New equipment making labour studies less laborious

Feb 17 2014

Bioassay System

A Chinese company’s generous equipment donation is allowing scientists from HMRI’s Mothers and Babies Research Centre (MBRC) to better understand the physiology of human birth and develop therapies for preventing preterm labour.

Uterine Contraction Bioassay is one of the fundamental laboratory techniques used within the Centre to study contractile forces.

It involves obtaining uterine biopsies from women giving birth by caesarean section, then carefully dissecting the tissue into small strips. The individual strips are connected to an organ bath culture system for monitoring.

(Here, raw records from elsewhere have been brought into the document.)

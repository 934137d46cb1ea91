use serde_json::{Map, Value};
use std::fs;
use std::io::Write;
use std::path::{Path, PathBuf};

pub fn engine_log_path(state_root: &Path) -> PathBuf {
    state_root.join("logs/engine.log")
}

pub fn admission_log_path(state_root: &Path) -> PathBuf {
    state_root.join("logs/admission.log")
}

/// Append-only JSON-lines log handle.
///
/// Logging is advisory: a missing path, an unwritable file or an encoding
/// failure drops the line instead of surfacing an error to the caller.
#[derive(Debug, Clone, Default)]
pub struct EngineLog {
    path: Option<PathBuf>,
    label: Option<String>,
}

impl EngineLog {
    pub fn disabled() -> Self {
        Self::default()
    }

    pub fn to_file(path: impl Into<PathBuf>) -> Self {
        Self {
            path: Some(path.into()),
            label: None,
        }
    }

    pub fn with_label(mut self, label: impl Into<String>) -> Self {
        self.label = Some(label.into());
        self
    }

    pub fn path(&self) -> Option<&Path> {
        self.path.as_deref()
    }

    pub fn is_enabled(&self) -> bool {
        self.path.is_some()
    }

    pub fn info(&self, event: &str, fields: &[(&str, Value)]) {
        self.append("info", event, fields);
    }

    pub fn warn(&self, event: &str, fields: &[(&str, Value)]) {
        self.append("warn", event, fields);
    }

    pub fn error(&self, event: &str, fields: &[(&str, Value)]) {
        self.append("error", event, fields);
    }

    fn append(&self, level: &str, event: &str, fields: &[(&str, Value)]) {
        let Some(path) = self.path.as_ref() else {
            return;
        };

        let mut payload = Map::new();
        payload.insert(
            "timestamp".to_string(),
            Value::from(super::time::now_millis()),
        );
        payload.insert("level".to_string(), Value::String(level.to_string()));
        payload.insert("event".to_string(), Value::String(event.to_string()));
        if let Some(label) = self.label.as_ref() {
            payload.insert("label".to_string(), Value::String(label.clone()));
        }
        for (key, value) in fields {
            payload.insert((*key).to_string(), value.clone());
        }

        let Ok(line) = serde_json::to_string(&payload) else {
            return;
        };
        if let Some(parent) = path.parent() {
            if fs::create_dir_all(parent).is_err() {
                return;
            }
        }
        let Ok(mut file) = fs::OpenOptions::new().create(true).append(true).open(path) else {
            return;
        };
        let _ = writeln!(file, "{line}");
    }
}

pub fn read_log_lines(path: &Path) -> Vec<Value> {
    let Ok(raw) = fs::read_to_string(path) else {
        return Vec::new();
    };
    raw.lines()
        .filter_map(|line| serde_json::from_str(line).ok())
        .collect()
}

Professor Roger Smith, head of the MBRC, says the technique is extremely powerful in that researchers can apply desired treatments to the tissue and observe the effect on human uterine contractions in real-time.

“Until now our researchers have relied on outdated analogue hardware for performing this important technique, which was complex, unreliable and required frequent recalibration,” Professor Smith said.

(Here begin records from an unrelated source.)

use super::{is_skipped, Navigator, ParallelBranch, StepInfo};
use crate::run::RunContext;
use crate::workflow::definition::{
    ExecutionMode, SequentialDefinition, StepDefinition, WorkflowDefinition,
};
use crate::workflow::error::NavigationError;
use crate::workflow::location::Location;

pub struct SequentialNavigator<'a> {
    definition: &'a SequentialDefinition,
}

impl<'a> SequentialNavigator<'a> {
    pub fn new(definition: &'a SequentialDefinition) -> Self {
        Self { definition }
    }

    fn unknown(&self, location: &Location) -> NavigationError {
        NavigationError::UnknownLocation {
            workflow_id: self.definition.id.clone(),
            location: location.id().to_string(),
        }
    }

    fn step_by_id(&self, step_id: &str) -> Option<&'a StepDefinition> {
        self.definition.steps.iter().find(|step| step.id == step_id)
    }

    fn branch_steps(&self, branch_id: &str) -> Option<Vec<&'a StepDefinition>> {
        let branch = self
            .definition
            .branches
            .iter()
            .find(|branch| branch.id == branch_id)?;
        branch
            .steps
            .iter()
            .map(|step_id| self.step_by_id(step_id))
            .collect()
    }

    fn resolve(&self, location: &Location) -> Option<&'a StepDefinition> {
        let index = location.step_index()?;
        match location.branch_id() {
            Some(branch_id) => self.branch_steps(branch_id)?.get(index).copied(),
            None => self.definition.steps.get(index),
        }
    }
}

fn next_unskipped(
    steps: &[&StepDefinition],
    after: usize,
    context: &RunContext,
) -> Option<usize> {
    (after + 1..steps.len()).find(|index| !is_skipped(steps[*index], context))
}

impl Navigator for SequentialNavigator<'_> {
    fn kind(&self) -> &'static str {
        "sequential"
    }

    fn can_navigate(&self, definition: &WorkflowDefinition) -> bool {
        match definition {
            WorkflowDefinition::Sequential(def) => match def.execution_mode {
                ExecutionMode::Sequential => !def.steps.is_empty(),
                ExecutionMode::Parallel => def.branches.iter().any(|b| !b.steps.is_empty()),
            },
            _ => false,
        }
    }

    fn start_location(&self) -> Result<Location, NavigationError> {
        if self.definition.steps.is_empty() {
            return Err(NavigationError::CannotNavigate {
                workflow_id: self.definition.id.clone(),
                navigator: self.kind(),
            });
        }
        Ok(Location::at_index(0))
    }

    fn next_locations(
        &self,
        current: &Location,
        context: &RunContext,
    ) -> Result<Vec<Location>, NavigationError> {
        let index = current.step_index().ok_or_else(|| self.unknown(current))?;

        if let Some(branch_id) = current.branch_id() {
            let steps = self
                .branch_steps(branch_id)
                .ok_or_else(|| self.unknown(current))?;
            if index >= steps.len() {
                return Err(self.unknown(current));
            }
            return Ok(next_unskipped(&steps, index, context)
                .map(|next| Location::in_branch(next, branch_id))
                .into_iter()
                .collect());
        }

        if self.definition.execution_mode == ExecutionMode::Parallel {
            return Ok(Vec::new());
        }
        if index >= self.definition.steps.len() {
            return Err(self.unknown(current));
        }
        let steps = self.definition.steps.iter().collect::<Vec<_>>();
        Ok(next_unskipped(&steps, index, context)
            .map(Location::at_index)
            .into_iter()
            .collect())
    }

    fn step_info(&self, location: &Location) -> Result<StepInfo, NavigationError> {
        self.resolve(location)
            .map(StepInfo::from_definition)
            .ok_or_else(|| self.unknown(location))
    }

    fn total_steps(&self) -> usize {
        match self.definition.execution_mode {
            ExecutionMode::Sequential => self.definition.steps.len(),
            ExecutionMode::Parallel => self
                .definition
                .branches
                .iter()
                .map(|branch| branch.steps.len())
                .sum(),
        }
    }

    fn parallel_branches(&self) -> Vec<ParallelBranch> {
        if self.definition.execution_mode != ExecutionMode::Parallel {
            return Vec::new();
        }
        self.definition
            .branches
            .iter()
            .filter(|branch| !branch.steps.is_empty())
            .map(|branch| ParallelBranch {
                id: branch.id.clone(),
                start: Location::in_branch(0, branch.id.clone()),
            })
            .collect()
    }
}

“We are very grateful to Shanghai Alcott Biotech for the donation of a new, streamlined system for isolated tissue-organ research.”
The unit occupies a fraction of the bench space and provides integrated digitisation of all research data.

“The monetary value of the donation is significant and Shanghai Alcott Biotech’s generosity will ensure MBRC researchers can continue to use this research technique for years to come,” Professor Smith said.

* Professor Roger Smith is from the University of Newcastle and Program Leader of the HMRI Pregnancy and Reproduction Research Program. HMRI is a partnership between the University of Newcastle, Hunter New England Health and the community.